Ricinocarpos trachyphyllus is a species of flowering plant in the family Euphorbiaceae and is endemic to eastern Australia. It is an monoecious or dioecious shrub with linear leaves and white flowers, arranged either singly, or with 3 male flowers, or one female flower surrounded by three male flowers.

==Description==
Ricinocarpos trachyphyllus is a monoecious or dioecious shrub that typically grows to up to a height 2 m, its young branchlets densely covered with greyish-white, star-shaped hairs. The leaves are linear, 15–45 mm long and 0.9–1.2 mm wide on a densely hairy petiole 1.0–1.5 mm long. The upper surface of the leaves is hairy at first, later glabrous and the lower surface is silky-hairy. The flowers are arranged either as a single male or female flower, with two or three female or two to six male flowers, or with a single female flower surrounded by two male flowers. Male flowers are on a slender pedicel 8–20 mm long, the sepals joined at the base and densely hairy, the sepal lobes egg-shaped, 4.5–5.5 mm long, the petals white and egg-shaped, 7–12 mm long and 4.8–5.3 mm wide.
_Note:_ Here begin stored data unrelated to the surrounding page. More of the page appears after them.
//! rclcpp integration tests over the Zenoh middleware.
//!
//! Starts the Zenoh router, then runs the `test_rclcpp` suite through colcon
//! inside the ROS entrypoint and waits for colcon to finish.

use crate::error::ScenarioResult;
use crate::registry::{ScenarioContext, ScenarioDefinition, ScenarioPlan};
use launch_config_and_utils::{DeclaredArgument, LaunchConfig, ProcessEnvironment};
use launch_supervisor::{ExpectedExit, OutputCapture, ProcessDescriptor};
use std::path::Path;
use std::sync::Arc;

pub const SCENARIO_NAME: &str = "rclcpp_integration";

/// Launch argument holding the colcon workspace the suite runs in.
pub const WORKSPACE_DIRECTORY_ARG: &str = "workspace_directory";

pub const ROUTER_NAME: &str = "zenoh_router";
pub const ROUTER_PACKAGE: &str = "rmw_zenoh_cpp";
pub const ROUTER_EXECUTABLE: &str = "rmw_zenohd";

pub const TEST_RUNNER_NAME: &str = "dut_process";

pub(crate) const SCENARIO: ScenarioDefinition = ScenarioDefinition {
    name: SCENARIO_NAME,
    description: "Run the test_rclcpp suite with colcon against a Zenoh router",
    arguments,
    plan,
};

fn arguments() -> Vec<DeclaredArgument> {
    vec![DeclaredArgument::required(
        WORKSPACE_DIRECTORY_ARG,
        "colcon workspace the tests run in",
    )]
}

fn plan(context: &ScenarioContext<'_>) -> ScenarioResult<ScenarioPlan> {
    let workspace = context.argument(WORKSPACE_DIRECTORY_ARG)?;
    let descriptors = vec![
        router_descriptor(Arc::clone(&context.environment)),
        test_runner_descriptor(
            context.config,
            Arc::clone(&context.environment),
            Path::new(workspace),
        ),
    ];
    Ok(ScenarioPlan::new(SCENARIO_NAME, descriptors, TEST_RUNNER_NAME))
}

/// The Zenoh router. It runs until shutdown, so being stopped by the
/// shutdown signals counts as a clean exit.
pub fn router_descriptor(environment: Arc<ProcessEnvironment>) -> ProcessDescriptor {
    ProcessDescriptor::node(ROUTER_NAME, ROUTER_PACKAGE, ROUTER_EXECUTABLE, environment)
        .output(OutputCapture::Both)
        .expect_exit(ExpectedExit::success().allow_signals([libc::SIGINT, libc::SIGTERM]))
}

/// `<entrypoint> colcon test --packages-select ... --install-base <ros>/<distro>`
pub fn test_runner_command(config: &LaunchConfig) -> Vec<String> {
    let install_base = config.ros_install_base().display().to_string();

    let mut argv = vec![
        config.entrypoint.display().to_string(),
        "colcon".to_string(),
        "test".to_string(),
        "--packages-select".to_string(),
    ];
    argv.extend(config.packages_select.iter().cloned());
    argv.extend([
        "--retest-until-pass".to_string(),
        config.retest_until_pass.to_string(),
        "--merge-install".to_string(),
        "--base-paths".to_string(),
        install_base.clone(),
        "--install-base".to_string(),
        install_base,
    ]);
    argv
}

/// The colcon test run, executed through a shell inside `workspace`.
pub fn test_runner_descriptor(
    config: &LaunchConfig,
    environment: Arc<ProcessEnvironment>,
    workspace: &Path,
) -> ProcessDescriptor {
    ProcessDescriptor::command(TEST_RUNNER_NAME, test_runner_command(config), environment)
        .shell(true)
        .working_dir(workspace)
}
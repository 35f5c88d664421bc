//! JSONL layer: one object per event.
//!
//! Line shape: `{"ts", "level", "service", "pid", "target", "msg", "span"?,
//! "fields"?}`. Fields keep their tracing names and are sorted so lines diff
//! cleanly between runs.

use chrono::{SecondsFormat, Utc};
use serde::Serialize;
use serde_json::Value;
use std::collections::BTreeMap;
use std::fmt;
use std::io::Write;
use tracing::field::{Field, Visit};
use tracing::{Event, Subscriber};
use tracing_subscriber::fmt::MakeWriter;
use tracing_subscriber::layer::Context;
use tracing_subscriber::registry::LookupSpan;
use tracing_subscriber::Layer;

/// A single line of the JSONL log.
#[derive(Debug, Serialize)]
pub struct LogLine<'a> {
    pub ts: String,
    pub level: &'static str,
    pub service: &'a str,
    pub pid: u32,
    pub target: &'a str,
    pub msg: String,
    #[serde(skip_serializing_if = "Option::is_none")]
    pub span: Option<&'a str>,
    #[serde(skip_serializing_if = "BTreeMap::is_empty")]
    pub fields: BTreeMap<&'static str, Value>,
}

#[derive(Default)]
struct EventFields {
    msg: String,
    fields: BTreeMap<&'static str, Value>,
}

impl EventFields {
    fn put(&mut self, field: &Field, value: Value) {
        match (field.name(), value) {
            ("message", Value::String(text)) => self.msg = text,
            ("message", other) => self.msg = other.to_string(),
            (name, value) => {
                self.fields.insert(name, value);
            }
        }
    }
}

impl Visit for EventFields {
    fn record_debug(&mut self, field: &Field, value: &dyn fmt::Debug) {
        self.put(field, Value::String(format!("{:?}", value)));
    }

    fn record_str(&mut self, field: &Field, value: &str) {
        self.put(field, Value::from(value));
    }

    fn record_i64(&mut self, field: &Field, value: i64) {
        self.put(field, Value::from(value));
    }

    fn record_u64(&mut self, field: &Field, value: u64) {
        self.put(field, Value::from(value));
    }

    fn record_bool(&mut self, field: &Field, value: bool) {
        self.put(field, Value::from(value));
    }

    fn record_f64(&mut self, field: &Field, value: f64) {
        // NaN and infinities are written as null.
        self.put(field, Value::from(value));
    }

    fn record_error(&mut self, field: &Field, value: &(dyn std::error::Error + 'static)) {
        self.put(field, Value::String(value.to_string()));
    }
}

/// Layer writing every event it sees as one JSON line.
pub struct JsonLayer<W> {
    service: String,
    pid: u32,
    make_writer: W,
}

impl<W> JsonLayer<W> {
    pub fn new(service: String, make_writer: W) -> Self {
        Self {
            service,
            pid: std::process::id(),
            make_writer,
        }
    }
}

impl<S, W> Layer<S> for JsonLayer<W>
where
    S: Subscriber + for<'a> LookupSpan<'a>,
    W: for<'writer> MakeWriter<'writer> + 'static,
{
    fn on_event(&self, event: &Event<'_>, ctx: Context<'_, S>) {
        let mut recorded = EventFields::default();
        event.record(&mut recorded);

        let span = ctx.event_span(event);
        let metadata = event.metadata();
        let line = LogLine {
            ts: Utc::now().to_rfc3339_opts(SecondsFormat::Micros, true),
            level: metadata.level().as_str(),
            service: &self.service,
            pid: self.pid,
            target: metadata.target(),
            msg: recorded.msg,
            span: span.as_ref().map(|s| s.name()),
            fields: recorded.fields,
        };

        let Ok(mut encoded) = serde_json::to_vec(&line) else {
            return;
        };
        encoded.push(b'\n');
        // A failed write must never take the harness down with it.
        let _ = self.make_writer.make_writer().write_all(&encoded);
    }
}
//! Launch-test scenarios.
//!
//! A scenario is plain data: a name, the launch arguments it declares, and a
//! function that turns resolved arguments into a [`ScenarioPlan`]. Every plan
//! runs through [`run_scenario`], which launches, waits, shuts down and
//! validates exit codes.

mod error;
pub mod rclcpp_zenoh;
mod registry;
mod report;
mod runner;

pub use error::{FailureKind, ScenarioError, ScenarioResult};
pub use registry::{
    default_scenario, find_scenario, registered_scenarios, ScenarioContext, ScenarioDefinition,
    ScenarioPlan,
};
pub use report::{ScenarioReport, WaitOutcome};
pub use runner::run_scenario;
Each male flower has 30 to 50 stamens. Female flowers are on a stout, hairy pedicel 5–8 mm long, the sepal lobes 5–6 mm long and 2.8–4 mm long and the petals white, more or less elliptic, 8–9 mm long and glabrous. Flowering has been observed in March and from June to November, and the fruit is a more or less spherical capsule 8.0–8.3 mm long and 8–9 mm wide and covered with star-shaped hairs.

==Taxonomy and naming==
Ricinocarpos trachyphyllus was first formally described in 2007 by David Halford and Rodney Henderson in the journal Austrobaileya from a specimen collected near Surat by Anthony Bean. The specific epithet (trachyphyllus) means "rough-leaved".

==Distribution and habitat==
This species grows in open woodland or forest, or in mallee, mulga and spinifex, in two disjunct areas in Queensland and New South Wales. In Queensland it occurs between Charleville and Westmar and in New South Wales from near Cobar to Matakana.